▶ **Data supplied**:
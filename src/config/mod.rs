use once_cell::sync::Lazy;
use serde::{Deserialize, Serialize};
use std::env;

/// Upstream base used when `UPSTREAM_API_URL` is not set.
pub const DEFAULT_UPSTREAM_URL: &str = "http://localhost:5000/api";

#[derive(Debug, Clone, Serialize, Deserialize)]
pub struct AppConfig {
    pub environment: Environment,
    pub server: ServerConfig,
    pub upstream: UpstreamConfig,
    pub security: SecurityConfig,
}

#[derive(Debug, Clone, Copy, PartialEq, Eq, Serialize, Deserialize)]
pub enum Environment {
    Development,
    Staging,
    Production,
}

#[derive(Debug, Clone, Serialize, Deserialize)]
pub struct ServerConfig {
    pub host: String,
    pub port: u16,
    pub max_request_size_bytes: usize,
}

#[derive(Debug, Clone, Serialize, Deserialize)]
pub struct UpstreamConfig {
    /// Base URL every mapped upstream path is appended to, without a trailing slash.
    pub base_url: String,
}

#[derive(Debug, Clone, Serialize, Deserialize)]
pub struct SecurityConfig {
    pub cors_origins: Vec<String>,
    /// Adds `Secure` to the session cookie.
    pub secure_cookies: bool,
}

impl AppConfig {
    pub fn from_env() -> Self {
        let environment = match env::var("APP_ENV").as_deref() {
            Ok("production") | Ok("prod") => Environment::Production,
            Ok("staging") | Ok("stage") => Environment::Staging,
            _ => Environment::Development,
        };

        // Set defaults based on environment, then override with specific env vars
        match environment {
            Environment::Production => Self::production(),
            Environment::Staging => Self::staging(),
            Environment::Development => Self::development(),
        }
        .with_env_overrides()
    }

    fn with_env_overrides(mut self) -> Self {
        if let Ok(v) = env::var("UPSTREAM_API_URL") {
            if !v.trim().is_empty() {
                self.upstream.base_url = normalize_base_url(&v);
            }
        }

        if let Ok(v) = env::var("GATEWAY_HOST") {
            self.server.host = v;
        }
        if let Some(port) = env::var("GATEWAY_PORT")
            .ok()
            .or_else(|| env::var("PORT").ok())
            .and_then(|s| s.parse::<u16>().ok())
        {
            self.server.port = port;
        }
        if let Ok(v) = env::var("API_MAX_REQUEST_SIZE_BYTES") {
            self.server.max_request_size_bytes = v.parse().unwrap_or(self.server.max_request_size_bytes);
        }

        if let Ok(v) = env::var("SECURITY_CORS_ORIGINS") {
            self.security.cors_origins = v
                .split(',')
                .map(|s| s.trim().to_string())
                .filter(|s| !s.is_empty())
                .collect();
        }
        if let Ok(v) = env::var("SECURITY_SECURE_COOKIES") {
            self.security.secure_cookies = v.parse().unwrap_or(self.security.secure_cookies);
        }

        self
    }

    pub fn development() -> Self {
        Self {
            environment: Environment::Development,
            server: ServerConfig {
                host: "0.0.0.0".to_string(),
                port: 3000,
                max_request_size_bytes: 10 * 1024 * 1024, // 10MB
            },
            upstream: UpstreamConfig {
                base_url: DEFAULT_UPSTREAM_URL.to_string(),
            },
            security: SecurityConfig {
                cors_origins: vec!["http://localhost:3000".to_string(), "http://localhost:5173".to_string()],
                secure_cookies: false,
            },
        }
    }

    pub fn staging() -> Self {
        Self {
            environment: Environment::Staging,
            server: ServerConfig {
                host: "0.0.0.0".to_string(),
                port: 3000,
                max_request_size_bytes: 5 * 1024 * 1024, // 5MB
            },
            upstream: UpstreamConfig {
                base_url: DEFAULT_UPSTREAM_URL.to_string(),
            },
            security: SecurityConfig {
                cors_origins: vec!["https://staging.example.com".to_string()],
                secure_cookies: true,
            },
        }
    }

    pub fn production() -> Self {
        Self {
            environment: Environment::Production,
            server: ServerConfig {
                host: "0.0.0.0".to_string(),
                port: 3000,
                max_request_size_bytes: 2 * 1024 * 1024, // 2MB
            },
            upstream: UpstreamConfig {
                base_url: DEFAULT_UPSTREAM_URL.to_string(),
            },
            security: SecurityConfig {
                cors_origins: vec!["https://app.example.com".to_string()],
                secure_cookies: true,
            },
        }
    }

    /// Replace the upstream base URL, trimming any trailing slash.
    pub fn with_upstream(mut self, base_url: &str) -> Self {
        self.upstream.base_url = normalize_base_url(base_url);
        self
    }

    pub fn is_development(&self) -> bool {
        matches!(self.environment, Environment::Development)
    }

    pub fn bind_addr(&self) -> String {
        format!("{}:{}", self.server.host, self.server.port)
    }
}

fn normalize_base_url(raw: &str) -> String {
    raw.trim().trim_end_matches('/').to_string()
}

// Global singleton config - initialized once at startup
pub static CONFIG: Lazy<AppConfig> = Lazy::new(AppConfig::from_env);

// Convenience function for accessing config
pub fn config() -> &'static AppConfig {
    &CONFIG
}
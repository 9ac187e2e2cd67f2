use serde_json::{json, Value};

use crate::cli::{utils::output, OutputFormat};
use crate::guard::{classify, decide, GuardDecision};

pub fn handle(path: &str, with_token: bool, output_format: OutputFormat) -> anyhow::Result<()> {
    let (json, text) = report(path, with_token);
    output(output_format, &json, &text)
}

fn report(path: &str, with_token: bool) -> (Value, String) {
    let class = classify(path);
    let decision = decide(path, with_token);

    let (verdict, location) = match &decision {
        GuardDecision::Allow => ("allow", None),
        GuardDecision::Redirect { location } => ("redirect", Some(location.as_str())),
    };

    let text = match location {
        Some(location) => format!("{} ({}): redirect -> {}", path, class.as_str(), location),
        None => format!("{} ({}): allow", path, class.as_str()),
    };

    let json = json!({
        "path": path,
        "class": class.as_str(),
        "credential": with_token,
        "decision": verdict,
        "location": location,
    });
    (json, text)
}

▶ **Try it**: All lines holding the word "AppConfig" must be copied from the data.

▶ **Output for this exercise**:
pub struct AppConfig {
impl AppConfig {
pub static CONFIG: Lazy<AppConfig> = Lazy::new(AppConfig::from_env);
pub fn config() -> &'static AppConfig {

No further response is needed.